A potentially key change: bringing Haarberg down from safety to cornerback. At 6-foot-5, the future Husker quarterback plays both ways for his current team. Plays special teams, too. 

“He’s gonna be a rangy corner with some speed, a 6-5 guy out there who can move, so we’re saying he can shut down a whole side of the field, which is gonna make our defense that much better,” Harvey said. 

Imagine that. A Division I scholarship-earning quarterback, the first Nebraskan quarterback to earn a scholarship to the hometown school in nearly 20 years, not only being fearless about getting hit, but stepping up to be one of the guys delivering hits. 

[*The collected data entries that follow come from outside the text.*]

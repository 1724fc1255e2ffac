/*
 * SPDX-FileCopyrightText: 2025 Doublets contributors
 *
 * SPDX-License-Identifier: Apache-2.0 OR LGPL-2.1-or-later
 */

use crate::graphs::CsrGraph;
use rand::{rngs::SmallRng, Rng, SeedableRng};

/// Provides undirected Erdös-Rényi random graphs.
///
/// The Erdös-Rényi random graph model is a simple model for generating random
/// graphs. It is parameterized by the number of nodes `n` and the probability
/// `p` of an edge between any two distinct nodes. Loops are never included.
///
/// The same parameters and seed always yield the same graph. Generation time
/// is quadratic in `n`.
#[derive(Debug, Clone)]
pub struct ErdosRenyi {
    n: usize,
    p: f64,
    seed: u64,
}

impl ErdosRenyi {
    /// Creates a new Erdös-Rényi random graph, given the number of
    /// nodes, the probability of an edge between any two nodes, and a
    /// seed for the [pseudorandom number generator](SmallRng).
    pub fn new(n: usize, p: f64, seed: u64) -> Self {
        assert!((0.0..=1.0).contains(&p), "p must be in [0..1]");
        Self { n, p, seed }
    }

    /// Returns the number of nodes of the graph.
    pub fn num_nodes(&self) -> usize {
        self.n
    }

    /// Draws the graph.
    pub fn generate(&self) -> CsrGraph {
        let mut rng = SmallRng::seed_from_u64(self.seed);
        let mut edges = Vec::new();
        for x in 0..self.n {
            for y in x + 1..self.n {
                if rng.random_bool(self.p) {
                    edges.push((x, y));
                }
            }
        }
        CsrGraph::from_valid_edges(self.n, edges)
    }
}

“He’s a game-changer for our program,” Harvey said. 

This offseason they tasked Haarberg with being more of a leader. Not that he wasn’t before, but Harvey implored him to be more vocal, to take the team upon his shoulders. 

“He’s been doing a great job with leadership with our young men, leading by example,” Harvey said of his quarterback. “He’s upped his verbal leadership. He’s just taking control of our offense, he’s playing defense for us, at a small school he’s playing special teams, so he’s being a great team player and not being selfish and just using his height or his notoriety as a Division I scholarship player. He’s a humble young man. He’s been a great asset to our team.”

Haarberg is what provides that assurance the offense will soar. As a junior, he threw for 1,869 yards and 23 touchdowns while running for 468 yards and four more scores on 83 carries.

Everyone is itching to get on the field.